Para llegar al altar (y a la pista)
Hay cosas que no te dicen cuando organizas una boda. Como que vas a pasar más horas de pie de las que imaginabas. O que, en algún momento, vas a querer olvidarte de todo y simplemente bailar.
Por eso, durante todos estos años, muchas nos habéis elegido. Porque cuando buscáis zapatos de novia cómodos, en realidad estáis buscando algo más sencillo y, sobre todo, estar tranquilas. Saber que no tendréis que pensar en vuestros pies ni un segundo. Que vais a poder vivir el día entero (la ceremonia, las fotos, los abrazos, la pista de baile) sin ese “uy” constante de incomodidad.
¿Y a nosotras, qué quieres que te digamos? Nos emociona. Mucho. Porque detrás de cada par hay horas de diseño, de pruebas, de pensar en cómo se mueve el pie de verdad (no en una foto, sino en la vida real). Así que cuando alguien decide casarse con unos de nuestros zapatos, sentimos que, de alguna forma, estamos ahí también.
Algunas habéis elegido alpargatas de novia porque encajan con esa idea de boda sencilla, sin artificios como, por ejemplo, el clásico modelo de cintas SOC o un tacón de yute como el de VAR. Otras, os habéis ido a por nuestros trenzados de piel, que se adaptan al pie y lo acompañan sin apretar. Y luego están las que han dicho: “Yo soy de botín”, aunque sea agosto. Y claro que sí.
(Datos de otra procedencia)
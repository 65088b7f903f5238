use chrono::{DateTime, Duration, FixedOffset};
use serde::{Deserialize, Serialize};

use super::{Cadence, WeatherSeries};
use crate::error::Result;

/// Run of consecutive missing timestamps between two present samples
#[derive(Debug, Clone, Copy, PartialEq, Eq, Serialize, Deserialize)]
pub struct Gap {
    /// First missing timestamp
    pub start: DateTime<FixedOffset>,
    /// Last missing timestamp
    pub end: DateTime<FixedOffset>,
    pub missing_points: usize,
}

impl Gap {
    pub fn duration(&self) -> Duration {
        self.end - self.start
    }
}

/// Find missing timestamps for an expected cadence given as a frequency
/// string such as `"1h"` or `"15min"`.
pub fn detect_gaps(series: &WeatherSeries, cadence: &str) -> Result<Vec<Gap>> {
    let cadence: Cadence = cadence.parse()?;
    Ok(detect_gaps_with(series, cadence))
}

/// Find missing timestamps on the grid anchored at the first sample.
pub fn detect_gaps_with(series: &WeatherSeries, cadence: Cadence) -> Vec<Gap> {
    let Some(anchor) = series.start() else {
        return Vec::new();
    };
    series
        .samples()
        .windows(2)
        .filter_map(|pair| {
            let missing = grid_points_between(anchor, cadence, pair[0].timestamp, pair[1].timestamp);
            let (first, last) = (missing.first()?, missing.last()?);
            Some(Gap {
                start: *first,
                end: *last,
                missing_points: missing.len(),
            })
        })
        .collect()
}

/// Grid timestamps strictly between `after` and `before`, expressed in the
/// offset of `after`.
pub(crate) fn grid_points_between(
    anchor: DateTime<FixedOffset>,
    cadence: Cadence,
    after: DateTime<FixedOffset>,
    before: DateTime<FixedOffset>,
) -> Vec<DateTime<FixedOffset>> {
    let step = cadence.seconds();
    let offset = (after - anchor).num_seconds();
    let mut k = offset.div_euclid(step) + 1;
    let mut points = Vec::new();
    loop {
        let t = (anchor + Duration::seconds(k * step)).with_timezone(after.offset());
        if t >= before {
            break;
        }
        points.push(t);
        k += 1;
    }
    points
}
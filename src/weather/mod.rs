//! # Weather Quality Gate
//!
//! Everything that happens to weather data before it reaches the pipeline:
//! validation of the series, per-sample quality flags, gap detection and
//! gap filling, plus the sources and cache that supply the data.

pub mod cache;
pub mod cadence;
pub mod fill;
pub mod gaps;
pub mod quality;
pub mod series;
pub mod source;

pub use cache::{CacheKey, WeatherCache, DEFAULT_TTL};
pub use cadence::Cadence;
pub use fill::{fill, fill_with_fallback, FillMethod, FillOptions, OversizeGap, DEFAULT_MAX_GAP};
pub use gaps::{detect_gaps, detect_gaps_with, Gap};
pub use quality::{check, malformed_columns, QualityFlags, QualityReport, QualityThresholds};
pub use series::WeatherSeries;
pub use source::{CachedSource, StaticSource, WeatherSource};
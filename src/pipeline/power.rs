use serde::{Deserialize, Serialize};

use crate::domain::PanelArray;
use crate::error::{Result, SimError};

/// Reference cell temperature for nameplate ratings, °C
pub const REFERENCE_CELL_TEMP: f64 = 25.0;

/// Multiplicative losses applied after the temperature correction
#[derive(Debug, Clone, Copy, PartialEq, Serialize, Deserialize)]
pub struct DerateFactors {
    /// Fraction of light passing through dirt on the cover (1.0 = clean)
    pub soiling: f64,
    /// Remaining fraction of nameplate after ageing (1.0 = new)
    pub degradation: f64,
    /// DC to AC conversion efficiency; `None` skips the AC stage
    pub inverter_efficiency: Option<f64>,
}

impl Default for DerateFactors {
    fn default() -> Self {
        Self {
            soiling: 1.0,
            degradation: 1.0,
            inverter_efficiency: None,
        }
    }
}

impl DerateFactors {
    pub fn validate(&self) -> Result<()> {
        check_unit_fraction("soiling", self.soiling)?;
        check_unit_fraction("degradation", self.degradation)?;
        if let Some(eff) = self.inverter_efficiency {
            check_unit_fraction("inverter_efficiency", eff)?;
        }
        Ok(())
    }
}

fn check_unit_fraction(name: &str, value: f64) -> Result<()> {
    if value > 0.0 && value <= 1.0 {
        Ok(())
    } else {
        Err(SimError::invalid(name, format!("{value} outside (0, 1]")))
    }
}

#[derive(Debug, Clone, Copy, PartialEq)]
pub struct PowerOutput {
    pub dc_power_w: f64,
    pub ac_power_w: Option<f64>,
    pub temperature_factor: f64,
}

/// Power temperature correction relative to 25°C.
///
/// Exceeds 1 for cells cooler than the reference; may go negative in
/// extreme heat, which [`power`] saturates to zero output.
pub fn temperature_factor(temp_coefficient: f64, cell_temp_c: f64) -> f64 {
    1.0 + temp_coefficient * (cell_temp_c - REFERENCE_CELL_TEMP)
}

/// DC (and optionally AC) output for a plane-of-array irradiance.
pub fn power(
    poa_global: f64,
    cell_temp_c: f64,
    panel: &PanelArray,
    derate: &DerateFactors,
) -> Result<PowerOutput> {
    derate.validate()?;
    if !(poa_global >= 0.0) {
        return Err(SimError::invalid(
            "poa_global",
            format!("must be >= 0, got {poa_global}"),
        ));
    }
    let factor = temperature_factor(panel.temp_coefficient(), cell_temp_c);
    let dc = (poa_global
        * panel.area_m2()
        * panel.efficiency()
        * factor
        * derate.soiling
        * derate.degradation)
        .max(0.0);
    Ok(PowerOutput {
        dc_power_w: dc,
        ac_power_w: derate.inverter_efficiency.map(|eff| dc * eff),
        temperature_factor: factor,
    })
}

#[cfg(test)]
mod tests {
    use super::*;
    use rstest::rstest;

    fn panel() -> PanelArray {
        PanelArray::new(10.0, 0.2, 30.0, 180.0).unwrap()
    }

    #[test]
    fn standard_conditions_give_nameplate() {
        let out = power(1000.0, 25.0, &panel(), &DerateFactors::default()).unwrap();
        assert!((out.dc_power_w - 2000.0).abs() < 1e-9);
        assert_eq!(out.temperature_factor, 1.0);
        assert!(out.ac_power_w.is_none());
    }

    #[test]
    fn cold_cells_exceed_nameplate() {
        let out = power(1000.0, 5.0, &panel(), &DerateFactors::default()).unwrap();
        assert!(out.temperature_factor > 1.0);
        assert!(out.dc_power_w > 2000.0);
    }

    #[test]
    fn extreme_heat_saturates_at_zero() {
        let out = power(1000.0, 400.0, &panel(), &DerateFactors::default()).unwrap();
        assert!(out.temperature_factor < 0.0);
        assert_eq!(out.dc_power_w, 0.0);
    }

    #[test]
    fn derates_multiply_through() {
        let derate = DerateFactors {
            soiling: 0.98,
            degradation: 0.95,
            inverter_efficiency: Some(0.96),
        };
        let out = power(1000.0, 25.0, &panel(), &derate).unwrap();
        let dc = 2000.0 * 0.98 * 0.95;
        assert!((out.dc_power_w - dc).abs() < 1e-9);
        assert!((out.ac_power_w.unwrap() - dc * 0.96).abs() < 1e-9);
    }

    #[rstest]
    #[case(0.0, 1.0, None)]
    #[case(1.1, 1.0, None)]
    #[case(1.0, -0.5, None)]
    #[case(1.0, 1.0, Some(0.0))]
    #[case(1.0, 1.0, Some(1.01))]
    fn rejects_out_of_range_derates(
        #[case] soiling: f64,
        #[case] degradation: f64,
        #[case] inverter_efficiency: Option<f64>,
    ) {
        let derate = DerateFactors { soiling, degradation, inverter_efficiency };
        let err = power(800.0, 30.0, &panel(), &derate).unwrap_err();
        assert!(matches!(err, SimError::InvalidParameter { .. }));
    }
}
Y después están las invitadas.
Las que llegan con ganas de pasarlo bien y no tienen intención de irse pronto. Las que buscan zapatos cómodos para invitadas de boda porque saben que la noche se alarga. Las que quieren bailar, saltar, cruzar la sala mil veces sin acabar descalzas a las dos horas. Para ellas tenemos una categoría rebodpleta de éxitos para disfrutar de la velada.
Al final, todo va de eso: elegir algo que te acompañe de verdad. Que no moleste, que no apriete, que no te robe ni un segundo de lo importante. Porque ya tienes bastante para ese día como para preocuparte por los zapatos.